Test and develop
Test and develop the data infrastructure and relevant capabilities needed to fuel data-driven innovation within various Smart Data schemes and across sectors.
Last updated
Test and develop the data infrastructure and relevant capabilities needed to fuel data-driven innovation within various Smart Data schemes and across sectors.
Last updated
As Smart Data ecosystems continue to grow, they will require continuous investment from government and industry in data skills, literacy and infrastructure to create additional value. These stakeholders should focus on directly building the capability of the data workforce in the UK, as well as testing new data infrastructure and value propositions in increasingly sophisticated ways.

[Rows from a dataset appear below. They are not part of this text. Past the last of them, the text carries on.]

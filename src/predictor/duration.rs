//! Duration heuristics and table sizing labels
//!
//! Purely informational. Nothing here feeds back into risk classification.

use crate::meta::{Algorithm, TableSnapshot};
use serde::{Deserialize, Serialize};

const MB: f64 = 1024.0 * 1024.0;

/// Estimated wall-clock range for a DDL
#[derive(Debug, Clone, Default, PartialEq, Serialize, Deserialize)]
pub struct DurationEstimate {
    #[serde(rename = "min")]
    pub min_seconds: f64,
    #[serde(rename = "max")]
    pub max_seconds: f64,
    pub label: String,
    /// False when no snapshot was available and no estimate was attempted
    #[serde(skip)]
    pub available: bool,
}

impl DurationEstimate {
    fn unavailable() -> Self {
        Self {
            label: "N/A (offline mode)".to_string(),
            ..Default::default()
        }
    }

    fn range(min_seconds: f64, max_seconds: f64, table: &TableSnapshot) -> Self {
        Self {
            min_seconds,
            max_seconds,
            label: duration_label(min_seconds, max_seconds, table),
            available: true,
        }
    }
}

pub fn estimate_duration(
    algorithm: Algorithm,
    rebuild: bool,
    table: Option<&TableSnapshot>,
) -> DurationEstimate {
    let Some(table) = table else {
        return DurationEstimate::unavailable();
    };

    let data_mb = table.data_length as f64 / MB;
    let total_mb = total_length(table) as f64 / MB;

    match algorithm {
        Algorithm::Instant => DurationEstimate {
            label: "~0s (metadata only)".to_string(),
            available: true,
            ..Default::default()
        },
        Algorithm::Inplace if !rebuild => DurationEstimate::range(data_mb * 0.01, data_mb * 0.05, table),
        Algorithm::Inplace => DurationEstimate::range(total_mb * 0.05, total_mb * 0.2, table),
        Algorithm::Copy => DurationEstimate::range(total_mb * 0.1, total_mb * 0.4, table),
    }
}

/// Data plus index bytes, clamped at `u64::MAX` for hand-written metadata
fn total_length(table: &TableSnapshot) -> u64 {
    table.data_length.saturating_add(table.index_length)
}

fn duration_label(min_seconds: f64, max_seconds: f64, table: &TableSnapshot) -> String {
    let size = format_size(total_length(table));
    let rows = format_count(table.row_count);
    if max_seconds < 1.0 {
        format!("~0s (rows: ~{}, size: {})", rows, size)
    } else {
        format!(
            "~{} - ~{} (rows: ~{}, size: {})",
            format_seconds(min_seconds),
            format_seconds(max_seconds),
            rows,
            size
        )
    }
}

// =============================================================================
// TABLE INFO
// =============================================================================

/// Size summary of the target table, shown next to every prediction
#[derive(Debug, Clone, Default, PartialEq, Serialize, Deserialize)]
pub struct TableInfo {
    pub row_count: u64,
    pub data_length: u64,
    pub index_length: u64,
    pub index_count: usize,
    pub label: String,
}

impl TableInfo {
    pub fn collect(table: Option<&TableSnapshot>) -> Self {
        match table {
            Some(table) => Self {
                row_count: table.row_count,
                data_length: table.data_length,
                index_length: table.index_length,
                index_count: table.indexes.len(),
                label: format!(
                    "rows: ~{}, data: {}, indexes: {}",
                    format_count(table.row_count),
                    format_size(table.data_length),
                    table.indexes.len()
                ),
            },
            None => Self {
                label: "N/A (no table metadata)".to_string(),
                ..Default::default()
            },
        }
    }
}

// =============================================================================
// FORMATTING
// =============================================================================

pub fn format_seconds(seconds: f64) -> String {
    if seconds < 60.0 {
        format!("{:.0}s", seconds)
    } else if seconds < 3600.0 {
        format!("{:.0}m", seconds / 60.0)
    } else {
        format!("{:.1}h", seconds / 3600.0)
    }
}

pub fn format_size(bytes: u64) -> String {
    const KB: u64 = 1024;
    const MB: u64 = KB * 1024;
    const GB: u64 = MB * 1024;

    if bytes >= GB {
        format!("{:.1}GB", bytes as f64 / GB as f64)
    } else if bytes >= MB {
        format!("{:.0}MB", bytes as f64 / MB as f64)
    } else if bytes >= KB {
        format!("{:.0}KB", bytes as f64 / KB as f64)
    } else {
        format!("{}B", bytes)
    }
}

/// 1200000 -> "1,200,000"
pub fn format_count(n: u64) -> String {
    let digits = n.to_string();
    let mut out = String::with_capacity(digits.len() + digits.len() / 3);
    for (i, ch) in digits.chars().enumerate() {
        if i > 0 && (digits.len() - i) % 3 == 0 {
            out.push(',');
        }
        out.push(ch);
    }
    out
}
//! Lock prediction engine
//!
//! Maps one ALTER action plus the (optional) target table snapshot to a
//! [`Prediction`]. Total: every action gets an answer, falling back to the most
//! conservative outcome when nothing more specific applies.

pub mod duration;
pub mod risk;
pub mod rules;

pub use duration::{estimate_duration, DurationEstimate, TableInfo};
pub use risk::classify_risk;
pub use rules::{Outcome, RuleContext, RuleSummary, RuleTable};

use crate::meta::{ActionKind, Algorithm, AlterAction, AlterOperation, LockLevel, RiskLevel, TableSnapshot};
use serde::{Deserialize, Serialize};

/// Session settings that change rule outcomes
#[derive(Debug, Clone, Copy, PartialEq, Eq, Serialize, Deserialize)]
pub struct PredictOptions {
    /// `foreign_key_checks` as it will be set when the DDL runs
    pub foreign_key_checks: bool,
}

impl Default for PredictOptions {
    fn default() -> Self {
        Self {
            foreign_key_checks: true,
        }
    }
}

/// Predicted behavior of one action
#[derive(Debug, Clone, PartialEq, Serialize, Deserialize)]
pub struct Prediction {
    pub action_type: ActionKind,
    pub description: String,
    pub algorithm: Algorithm,
    pub lock_level: LockLevel,
    pub table_rebuild: bool,
    pub risk_level: RiskLevel,
    pub table_info: TableInfo,
    pub duration: DurationEstimate,
    #[serde(default, skip_serializing_if = "Vec::is_empty")]
    pub notes: Vec<String>,
    #[serde(default, skip_serializing_if = "Vec::is_empty")]
    pub warnings: Vec<String>,
}

impl Prediction {
    fn from_outcome(
        kind: ActionKind,
        description: String,
        outcome: (Algorithm, LockLevel, bool),
        table: Option<&TableSnapshot>,
    ) -> Self {
        let (algorithm, lock_level, table_rebuild) = outcome;
        Self {
            action_type: kind,
            description,
            algorithm,
            lock_level,
            table_rebuild,
            risk_level: classify_risk(algorithm, lock_level, table_rebuild),
            table_info: TableInfo::collect(table),
            duration: estimate_duration(algorithm, table_rebuild, table),
            notes: Vec::new(),
            warnings: Vec::new(),
        }
    }
}

/// Rule-driven predictor
#[derive(Debug, Clone, Default)]
pub struct Predictor {
    rules: RuleTable,
    options: PredictOptions,
}

impl Predictor {
    pub fn new() -> Self {
        Self::default()
    }

    pub fn with_options(options: PredictOptions) -> Self {
        Self {
            rules: RuleTable::new(),
            options,
        }
    }

    pub fn list_rules(&self) -> Vec<RuleSummary> {
        self.rules.list()
    }

    /// Predict one action
    ///
    /// A snapshot with a known non-InnoDB engine short-circuits every rule:
    /// such engines only support COPY with an exclusive lock.
    pub fn predict(&self, action: &AlterAction, table: Option<&TableSnapshot>) -> Prediction {
        if let Some(snapshot) = table {
            if !snapshot.engine.is_empty() && !snapshot.is_innodb() {
                let mut prediction = Prediction::from_outcome(
                    action.kind,
                    format!("{} (non-InnoDB)", action.kind),
                    (Algorithm::Copy, LockLevel::Exclusive, true),
                    table,
                );
                prediction.warnings.push(
                    "Non-InnoDB engine: all operations use COPY algorithm with EXCLUSIVE lock".to_string(),
                );
                return prediction;
            }
        }

        let ctx = RuleContext {
            action,
            table,
            options: &self.options,
        };

        match self.rules.evaluate(&ctx) {
            Some(outcome) => {
                let mut prediction = Prediction::from_outcome(
                    action.kind,
                    outcome.description.to_string(),
                    (outcome.algorithm, outcome.lock, outcome.rebuild),
                    table,
                );
                prediction.notes = outcome.notes.iter().map(|s| s.to_string()).collect();
                prediction.warnings = outcome.warnings.iter().map(|s| s.to_string()).collect();
                prediction
            }
            None => {
                let mut prediction = Prediction::from_outcome(
                    action.kind,
                    format!("{} (unknown)", action.kind),
                    (Algorithm::Copy, LockLevel::Exclusive, true),
                    table,
                );
                prediction
                    .warnings
                    .push("Unknown operation: defaulting to COPY/EXCLUSIVE for safety".to_string());
                prediction
            }
        }
    }

    /// Predict every action of a statement, in order
    pub fn predict_all(&self, operation: &AlterOperation, table: Option<&TableSnapshot>) -> Vec<Prediction> {
        operation
            .actions
            .iter()
            .map(|action| self.predict(action, table))
            .collect()
    }
}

We envision different types of development activities to be led primarily, but not exclusively, by different stakeholder groups:
Government agencies and regulators should fund, oversee and provide data infrastructure for innovation programmes, such as data challenge series and matchmaking activities. The Innovation Programme Inventory provides a catalog of recent data and Smart Data innovation programmes, and the impacts they have had.
Business, alongside industry bodies and trade associations, should launch, support and provide data infrastructure for innovation programmes, such as data challenge series and matchmaking activities. Businesses of various sizes can play different roles in these programmes, whether it is providing data to build services with potential partners such as SMEs, accessing data from other companies and industries, or testing new commercial models.
Industry bodies and trade associations should invest in data skills and literacy initiatives to boost overall capability within their sectors. This could be done in conjunction with public sector organisations, academia and the wider education sector. Businesses should be actively investing in building capacity internally and partnering with data specialist companies.
The data skills and literacy assessments conducted while building the ecosystem will naturally show gaps in certain areas. Research confirms that this is an area requiring constant investment, and there are roles for the public and private sector in further developing the skill and literacy landscape.
Government and industry should build the capability of the UK in-scope sectors, to deliver the roadmap through interventions that fill the gap between current and needed capability. This could include funding broader data literacy programmes, setting guidelines on accreditation, and the development and release of practical guidance on technical requirements for APIs.
Again the ODI Data Skills Framework offers guidance on the skills needed within the Smart Data sectors to continue to boost innovation.
In order to further test propositions and infrastructure as was done in the early sandboxes, government and industry should run innovation challenges and pilots that encourage industry to develop solutions that use Smart Data, for example the UK’s Open Up Challenge. These challenges and pilots could be focused on particular problems Smart Data wants to tackle and that the market is unlikely to address by itself.
Besides just challenges, organisations can also support and facilitate matchmaking between data providers and data users to solve a societal or business challenge using Smart Data, adapting learnings and approaches from initiatives like Data Pitch, Nationwide’s Open Banking for Good and Digital Catapult’s Made Smarter Accelerator.
Providing this matchmaking approach helps to strengthen and build collaboration between corporations and innovators. It can help to demonstrate impact and contribute to wider-sector change and strengthen the wider data economy through behaviour change and shared learning.